That's a very interesting question. I used to be a researcher myself. I love
Feynman's "The first principle is that you must not fool yourself — and you
are the easiest person to fool." In practice, I would say that there are often
incentives for researchers to fool themselves, and researchers do sometimes
succeed in fooling themselves and their colleagues. The practice of science
has a better capacity for correcting these errors over time than other
practices, but I wouldn't retroactively declare a paper "not really science"
just because later scientists falsified its findings. (E.g. in chemistry,
reports of iron-catalyzed reactions that actually turned out to be catalyzed
by traces of platinum group metals in the iron. How did the incentive to
report something new and wonderful -- reactions catalyzed by a very cheap
catalyst -- influence the original researcher's experimental design and
evaluation of the evidence?
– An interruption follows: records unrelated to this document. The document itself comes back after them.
//! Cost and size accounting for model calls.
//!
//! [`Usage`] is the serializable record every provider returns with a result.
//! Each number is an [`UncertainNumber`], so estimated values (e.g. a token
//! count guessed from the text length) stay marked as estimates after any
//! amount of aggregation.

use crate::expectations::{
    count_characters, count_lines, count_pages, count_paragraphs, count_sentences, count_words,
};
use serde::{Deserialize, Serialize};
use std::ops::Add;

/// A number tagged with whether it is exact or estimated.
///
/// Serializes as `{"value": 3}` when exact and
/// `{"value": 3, "isUncertain": true}` when estimated.
#[derive(Debug, Clone, Copy, Default, PartialEq, Serialize, Deserialize)]
#[serde(rename_all = "camelCase")]
pub struct UncertainNumber {
    pub value: f64,
    #[serde(default, skip_serializing_if = "is_false")]
    pub is_uncertain: bool,
}

fn is_false(flag: &bool) -> bool {
    !*flag
}

impl UncertainNumber {
    pub const ZERO: Self = Self {
        value: 0.0,
        is_uncertain: false,
    };

    /// An exact value.
    pub fn exact(value: f64) -> Self {
        Self {
            value,
            is_uncertain: false,
        }
    }

    /// An estimated value.
    pub fn uncertain(value: f64) -> Self {
        Self {
            value,
            is_uncertain: true,
        }
    }

    /// Sum the values and OR the uncertainty flags.
    pub fn merge(self, other: Self) -> Self {
        Self {
            value: self.value + other.value,
            is_uncertain: self.is_uncertain || other.is_uncertain,
        }
    }
}

impl Add for UncertainNumber {
    type Output = Self;

    fn add(self, rhs: Self) -> Self {
        self.merge(rhs)
    }
}

/// Named size counters of a prompt or a result.
#[derive(Debug, Clone, Copy, Default, PartialEq, Serialize, Deserialize)]
#[serde(rename_all = "camelCase")]
pub struct UsageCounts {
    #[serde(default)]
    pub tokens_count: UncertainNumber,
    #[serde(default)]
    pub characters_count: UncertainNumber,
    #[serde(default)]
    pub words_count: UncertainNumber,
    #[serde(default)]
    pub sentences_count: UncertainNumber,
    #[serde(default)]
    pub lines_count: UncertainNumber,
    #[serde(default)]
    pub paragraphs_count: UncertainNumber,
    #[serde(default)]
    pub pages_count: UncertainNumber,
}

impl UsageCounts {
    pub const ZERO: Self = Self {
        tokens_count: UncertainNumber::ZERO,
        characters_count: UncertainNumber::ZERO,
        words_count: UncertainNumber::ZERO,
        sentences_count: UncertainNumber::ZERO,
        lines_count: UncertainNumber::ZERO,
        paragraphs_count: UncertainNumber::ZERO,
        pages_count: UncertainNumber::ZERO,
    };

    pub fn merge(self, other: Self) -> Self {
        Self {
            tokens_count: self.tokens_count + other.tokens_count,
            characters_count: self.characters_count + other.characters_count,
            words_count: self.words_count + other.words_count,
            sentences_count: self.sentences_count + other.sentences_count,
            lines_count: self.lines_count + other.lines_count,
            paragraphs_count: self.paragraphs_count + other.paragraphs_count,
            pages_count: self.pages_count + other.pages_count,
        }
    }
}

/// Price, duration and input/output size counters of one or more calls.
#[derive(Debug, Clone, Copy, Default, PartialEq, Serialize, Deserialize)]
#[serde(rename_all = "camelCase")]
pub struct Usage {
    /// Price in USD.
    pub price: UncertainNumber,
    /// Wall-clock duration in seconds.
    #[serde(default)]
    pub duration: UncertainNumber,
    #[serde(default)]
    pub input: UsageCounts,
    #[serde(default)]
    pub output: UsageCounts,
}

impl Usage {
    /// The neutral element of [`Usage::merge`].
    pub const ZERO: Self = Self {
        price: UncertainNumber::ZERO,
        duration: UncertainNumber::ZERO,
        input: UsageCounts::ZERO,
        output: UsageCounts::ZERO,
    };

    /// Associative, commutative field-wise sum.
    pub fn merge(self, other: Self) -> Self {
        Self {
            price: self.price + other.price,
            duration: self.duration + other.duration,
            input: self.input.merge(other.input),
            output: self.output.merge(other.output),
        }
    }

    /// Estimate usage from the prompt and result texts of a local or free call.
    pub fn from_texts(prompt: &str, result: &str, duration_secs: f64) -> Self {
        Self {
            price: UncertainNumber::exact(0.0),
            duration: UncertainNumber::exact(duration_secs),
            input: compute_usage_counts(prompt),
            output: compute_usage_counts(result),
        }
    }
}

impl Add for Usage {
    type Output = Self;

    fn add(self, rhs: Self) -> Self {
        self.merge(rhs)
    }
}

impl std::iter::Sum for Usage {
    fn sum<I: Iterator<Item = Usage>>(iter: I) -> Self {
        iter.fold(Usage::ZERO, Usage::merge)
    }
}

/// Merge any number of usages. An empty slice yields [`Usage::ZERO`].
pub fn add_usage(usages: &[Usage]) -> Usage {
    usages.iter().copied().sum()
}

/// Count the size of a text.
///
/// Every counter is exact except `tokens_count`, which is estimated at
/// four characters per token.
pub fn compute_usage_counts(content: &str) -> UsageCounts {
    let characters = count_characters(content) as f64;
    UsageCounts {
        tokens_count: UncertainNumber::uncertain((characters / 4.0).ceil()),
        characters_count: UncertainNumber::exact(characters),
        words_count: UncertainNumber::exact(count_words(content) as f64),
        sentences_count: UncertainNumber::exact(count_sentences(content) as f64),
        lines_count: UncertainNumber::exact(count_lines(content) as f64),
        paragraphs_count: UncertainNumber::exact(count_paragraphs(content) as f64),
        pages_count: UncertainNumber::exact(count_pages(content) as f64),
    }
}

#[cfg(test)]
mod tests {
    use super::*;

    fn sample(price: f64, uncertain: bool, tokens: f64) -> Usage {
        Usage {
            price: UncertainNumber {
                value: price,
                is_uncertain: uncertain,
            },
            duration: UncertainNumber::exact(1.0),
            input: UsageCounts {
                tokens_count: UncertainNumber::exact(tokens),
                ..UsageCounts::ZERO
            },
            output: UsageCounts {
                words_count: UncertainNumber::uncertain(tokens / 2.0),
                ..UsageCounts::ZERO
            },
        }
    }

    #[test]
    fn test_merge_is_commutative() {
        let a = sample(0.5, false, 10.0);
        let b = sample(0.25, true, 4.0);
        assert_eq!(a.merge(b), b.merge(a));
    }

    #[test]
    fn test_merge_is_associative() {
        let a = sample(0.5, false, 10.0);
        let b = sample(0.25, true, 4.0);
        let c = sample(1.0, false, 2.0);
        assert_eq!(a.merge(b).merge(c), a.merge(b.merge(c)));
    }

    #[test]
    fn test_empty_add_is_zero() {
        let total = add_usage(&[]);
        assert_eq!(total, Usage::ZERO);
        assert!(!total.price.is_uncertain);
    }

    #[test]
    fn test_uncertainty_propagates() {
        let merged = UncertainNumber::exact(1.0).merge(UncertainNumber::uncertain(2.0));
        assert_eq!(merged.value, 3.0);
        assert!(merged.is_uncertain);
    }

    #[test]
    fn test_serialization_omits_certain_flag() {
        let json = serde_json::to_string(&UncertainNumber::exact(3.0)).unwrap();
        assert_eq!(json, r#"{"value":3.0}"#);
        let json = serde_json::to_string(&UncertainNumber::uncertain(3.0)).unwrap();
        assert_eq!(json, r#"{"value":3.0,"isUncertain":true}"#);
    }

    #[test]
    fn test_usage_json_roundtrip_shape() {
        let usage = sample(0.5, true, 10.0);
        let value = serde_json::to_value(usage).unwrap();
        assert_eq!(value["price"]["isUncertain"], true);
        assert_eq!(value["input"]["tokensCount"]["value"], 10.0);
        let back: Usage = serde_json::from_value(value).unwrap();
        assert_eq!(back, usage);
    }

    #[test]
    fn test_usage_without_counters_deserializes() {
        let usage: Usage = serde_json::from_str(r#"{"price":{"value":0.25}}"#).unwrap();
        assert_eq!(usage.price, UncertainNumber::exact(0.25));
        assert_eq!(usage.duration, UncertainNumber::ZERO);
        assert_eq!(usage.input, UsageCounts::ZERO);
        assert_eq!(usage.output, UsageCounts::ZERO);
    }

    #[test]
    fn test_compute_usage_counts() {
        let counts = compute_usage_counts("Hello world. How are you?");
        assert_eq!(counts.words_count.value, 5.0);
        assert_eq!(counts.sentences_count.value, 2.0);
        assert_eq!(counts.lines_count.value, 1.0);
        assert!(counts.tokens_count.is_uncertain);
        assert!(!counts.characters_count.is_uncertain);
    }
}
Unknown.) Nor would I declare that a publication
showing "compound X does not induce cancer in mice" not-really-science even if
it turned out later that the same researchers silently dropped a line of
inquiry that showed X _does_ induce cancer in rats.

I tend toward thinking that social phenomena -- including the _practice_ of
scientific research, or the _practice_ of religion -- are defined by what
their participants _do_ rather than what the ideal definition _says_ they
should do. So bad science is still science (if the practitioners are still
recognized socially as such), bad Christianity is still Christianity, and so
on.

These issues are more visible when there's a lot at stake outside the scope of
the published findings (global warming, tobacco health impacts, etc.) AGW
skeptics are not exactly _wrong_ to mention incentives, but I think they're
weighting incentives backwards. I think that many of them see the likely
policy implications of certain research conclusions and motivated-reason their
way backwards to an exceptional level of skepticism about the research itself.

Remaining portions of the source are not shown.